[Dataset entries]
"""

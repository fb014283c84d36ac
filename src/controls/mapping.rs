//! # Button and Axis Mapping Module
//!
//! Static tables translating raw gamepad indices into semantic controller
//! buttons and axis groups.
//!
//! ## Button Indices
//!
//! | Index | Button | Notes |
//! |-------|--------|-------|
//! | 0 | Trackpad | Click on the circular pad |
//! | 1 | Trigger | Analog value 0.0-1.0 |
//! | 2 | Grip | Both side grips report as one button |
//! | 3 | Menu | Application menu button |
//! | 4 | System | Usually consumed by the runtime |
//!
//! ## Axis Groups
//!
//! | Group | Raw Axes | Labels |
//! |-------|----------|--------|
//! | Trackpad | 0, 1 | x, y |
//!
//! ## Usage
//!
//! ```
//! use vive_controls::controls::mapping::{buttons_for, Button};
//!
//! assert_eq!(buttons_for(1), &[Button::Trigger]);
//! assert!(buttons_for(5).is_empty());
//! ```

use serde::Serialize;

/// Semantic controller button.
#[derive(Debug, Clone, Copy, PartialEq, Eq, Hash, Serialize)]
#[serde(rename_all = "lowercase")]
pub enum Button {
    Trackpad,
    Trigger,
    Grip,
    Menu,
    System,
}

impl Button {
    /// Event name prefix, e.g. `trigger` in `triggerdown`.
    #[must_use]
    pub const fn name(self) -> &'static str {
        match self {
            Button::Trackpad => "trackpad",
            Button::Trigger => "trigger",
            Button::Grip => "grip",
            Button::Menu => "menu",
            Button::System => "system",
        }
    }
}

/// Group of raw axes reported together as one `<group>moved` event.
#[derive(Debug, Clone, Copy, PartialEq, Eq, Hash, Serialize)]
#[serde(rename_all = "lowercase")]
pub enum AxisGroup {
    Trackpad,
}

impl AxisGroup {
    /// Event name prefix, e.g. `trackpad` in `trackpadmoved`.
    #[must_use]
    pub const fn name(self) -> &'static str {
        match self {
            AxisGroup::Trackpad => "trackpad",
        }
    }
}

/// Transient button transition reported by the tracked-pose component.
#[derive(Debug, Clone, Copy, PartialEq, Eq, Hash, Serialize)]
#[serde(rename_all = "lowercase")]
pub enum ButtonAction {
    Down,
    Up,
    TouchStart,
    TouchEnd,
}

impl ButtonAction {
    /// Event name suffix, e.g. `down` in `triggerdown`.
    #[must_use]
    pub const fn suffix(self) -> &'static str {
        match self {
            ButtonAction::Down => "down",
            ButtonAction::Up => "up",
            ButtonAction::TouchStart => "touchstart",
            ButtonAction::TouchEnd => "touchend",
        }
    }

    /// Whether the button should be drawn highlighted after this transition.
    #[must_use]
    pub const fn is_active(self) -> bool {
        matches!(self, ButtonAction::Down | ButtonAction::TouchStart)
    }
}

/// Raw button index to semantic button(s). An entry may hold several buttons
/// for physical controls that report as a combination.
pub const BUTTON_MAPPING: [&[Button]; 5] = [
    &[Button::Trackpad],
    &[Button::Trigger],
    &[Button::Grip],
    &[Button::Menu],
    &[Button::System],
];

/// Axis groups and the raw axis indices they cover, in label order.
pub const AXIS_MAPPING: &[(AxisGroup, &[usize])] = &[(AxisGroup::Trackpad, &[0, 1])];

/// Positional labels for the members of an axis group.
pub const AXIS_LABELS: [&str; 4] = ["x", "y", "z", "w"];

/// Looks up the semantic buttons for a raw button index.
///
/// Returns an empty slice for indices outside the table.
#[must_use]
pub fn buttons_for(index: usize) -> &'static [Button] {
    BUTTON_MAPPING.get(index).copied().unwrap_or(&[])
}

#[cfg(test)]
mod tests {
    use super::*;

    #[test]
    fn test_button_table() {
        assert_eq!(buttons_for(0), &[Button::Trackpad]);
        assert_eq!(buttons_for(1), &[Button::Trigger]);
        assert_eq!(buttons_for(2), &[Button::Grip]);
        assert_eq!(buttons_for(3), &[Button::Menu]);
        assert_eq!(buttons_for(4), &[Button::System]);
    }

    #[test]
    fn test_unknown_indices_map_to_nothing() {
        for index in [5, 6, 16, usize::MAX] {
            assert!(buttons_for(index).is_empty(), "index {} should be unmapped", index);
        }
    }

    #[test]
    fn test_button_names() {
        let names: Vec<_> = BUTTON_MAPPING
            .iter()
            .flat_map(|buttons| buttons.iter().map(|b| b.name()))
            .collect();
        assert_eq!(names, ["trackpad", "trigger", "grip", "menu", "system"]);
    }

    #[test]
    fn test_action_suffixes() {
        assert_eq!(ButtonAction::Down.suffix(), "down");
        assert_eq!(ButtonAction::Up.suffix(), "up");
        assert_eq!(ButtonAction::TouchStart.suffix(), "touchstart");
        assert_eq!(ButtonAction::TouchEnd.suffix(), "touchend");
    }

    #[test]
    fn test_active_actions() {
        assert!(ButtonAction::Down.is_active());
        assert!(ButtonAction::TouchStart.is_active());
        assert!(!ButtonAction::Up.is_active());
        assert!(!ButtonAction::TouchEnd.is_active());
    }

    #[test]
    fn test_trackpad_axis_group() {
        assert_eq!(AXIS_MAPPING.len(), 1);
        let (group, axes) = AXIS_MAPPING[0];
        assert_eq!(group, AxisGroup::Trackpad);
        assert_eq!(axes, &[0, 1]);
        assert!(axes.len() <= AXIS_LABELS.len());
    }
}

"""

*What you have to do:*
With nothing added or dropped, write out every entry.

*Your response:*
repository fb014283c84d36ac
filename src/controls/mapping.rs
//! # Button and Axis Mapping Module
//!
//! Static tables translating raw gamepad indices into semantic controller
//! buttons and axis groups.
//!
//! ## Button Indices
//!
//! | Index | Button | Notes |
//! |-------|--------|-------|
//! | 0 | Trackpad | Click on the circular pad |
//! | 1 | Trigger | Analog value 0.0-1.0 |
//! | 2 | Grip | Both side grips report as one button |
//! | 3 | Menu | Application menu button |
//! | 4 | System | Usually consumed by the runtime |
//!
//! ## Axis Groups
//!
//! | Group | Raw Axes | Labels |
//! |-------|----------|--------|
//! | Trackpad | 0, 1 | x, y |
//!
//! ## Usage
//!
//! ```
//! use vive_controls::controls::mapping::{buttons_for, Button};
//!
//! assert_eq!(buttons_for(1), &[Button::Trigger]);
//! assert!(buttons_for(5).is_empty());
//! ```

use serde::Serialize;

/// Semantic controller button.
#[derive(Debug, Clone, Copy, PartialEq, Eq, Hash, Serialize)]
#[serde(rename_all = "lowercase")]
pub enum Button {
    Trackpad,
    Trigger,
    Grip,
    Menu,
    System,
}

impl Button {
    /// Event name prefix, e.g. `trigger` in `triggerdown`.
    #[must_use]
    pub const fn name(self) -> &'static str {
        match self {
            Button::Trackpad => "trackpad",
            Button::Trigger => "trigger",
            Button::Grip => "grip",
            Button::Menu => "menu",
            Button::System => "system",
        }
    }
}

/// Group of raw axes reported together as one `<group>moved` event.
#[derive(Debug, Clone, Copy, PartialEq, Eq, Hash, Serialize)]
#[serde(rename_all = "lowercase")]
pub enum AxisGroup {
    Trackpad,
}

impl AxisGroup {
    /// Event name prefix, e.g. `trackpad` in `trackpadmoved`.
    #[must_use]
    pub const fn name(self) -> &'static str {
        match self {
            AxisGroup::Trackpad => "trackpad",
        }
    }
}

/// Transient button transition reported by the tracked-pose component.
#[derive(Debug, Clone, Copy, PartialEq, Eq, Hash, Serialize)]
#[serde(rename_all = "lowercase")]
pub enum ButtonAction {
    Down,
    Up,
    TouchStart,
    TouchEnd,
}

impl ButtonAction {
    /// Event name suffix, e.g. `down` in `triggerdown`.
    #[must_use]
    pub const fn suffix(self) -> &'static str {
        match self {
            ButtonAction::Down => "down",
            ButtonAction::Up => "up",
            ButtonAction::TouchStart => "touchstart",
            ButtonAction::TouchEnd => "touchend",
        }
    }

    /// Whether the button should be drawn highlighted after this transition.
    #[must_use]
    pub const fn is_active(self) -> bool {
        matches!(self, ButtonAction::Down | ButtonAction::TouchStart)
    }
}

/// Raw button index to semantic button(s). An entry may hold several buttons
/// for physical controls that report as a combination.
pub const BUTTON_MAPPING: [&[Button]; 5] = [
    &[Button::Trackpad],
    &[Button::Trigger],
    &[Button::Grip],
    &[Button::Menu],
    &[Button::System],
];

/// Axis groups and the raw axis indices they cover, in label order.
pub const AXIS_MAPPING: &[(AxisGroup, &[usize])] = &[(AxisGroup::Trackpad, &[0, 1])];

/// Positional labels for the members of an axis group.
pub const AXIS_LABELS: [&str; 4] = ["x", "y", "z", "w"];

/// Looks up the semantic buttons for a raw button index.
///
/// Returns an empty slice for indices outside the table.
#[must_use]
pub fn buttons_for(index: usize) -> &'static [Button] {
    BUTTON_MAPPING.get(index).copied().unwrap_or(&[])
}

#[cfg(test)]
mod tests {
    use super::*;

    #[test]
    fn test_button_table() {
        assert_eq!(buttons_for(0), &[Button::Trackpad]);
        assert_eq!(buttons_for(1), &[Button::Trigger]);
        assert_eq!(buttons_for(2), &[Button::Grip]);
        assert_eq!(buttons_for(3), &[Button::Menu]);
        assert_eq!(buttons_for(4), &[Button::System]);
    }

    #[test]
    fn test_unknown_indices_map_to_nothing() {
        for index in [5, 6, 16, usize::MAX] {
            assert!(buttons_for(index).is_empty(), "index {} should be unmapped", index);
        }
    }

    #[test]
    fn test_button_names() {
        let names: Vec<_> = BUTTON_MAPPING
            .iter()
            .flat_map(|buttons| buttons.iter().map(|b| b.name()))
            .collect();
        assert_eq!(names, ["trackpad", "trigger", "grip", "menu", "system"]);
    }

    #[test]
    fn test_action_suffixes() {
        assert_eq!(ButtonAction::Down.suffix(), "down");
        assert_eq!(ButtonAction::Up.suffix(), "up");
        assert_eq!(ButtonAction::TouchStart.suffix(), "touchstart");
        assert_eq!(ButtonAction::TouchEnd.suffix(), "touchend");
    }

    #[test]
    fn test_active_actions() {
        assert!(ButtonAction::Down.is_active());
        assert!(ButtonAction::TouchStart.is_active());
        assert!(!ButtonAction::Up.is_active());
        assert!(!ButtonAction::TouchEnd.is_active());
    }

    #[test]
    fn test_trackpad_axis_group() {
        assert_eq!(AXIS_MAPPING.len(), 1);
        let (group, axes) = AXIS_MAPPING[0];
        assert_eq!(group, AxisGroup::Trackpad);
        assert_eq!(axes, &[0, 1]);
        assert!(axes.len() <= AXIS_LABELS.len());
    }
}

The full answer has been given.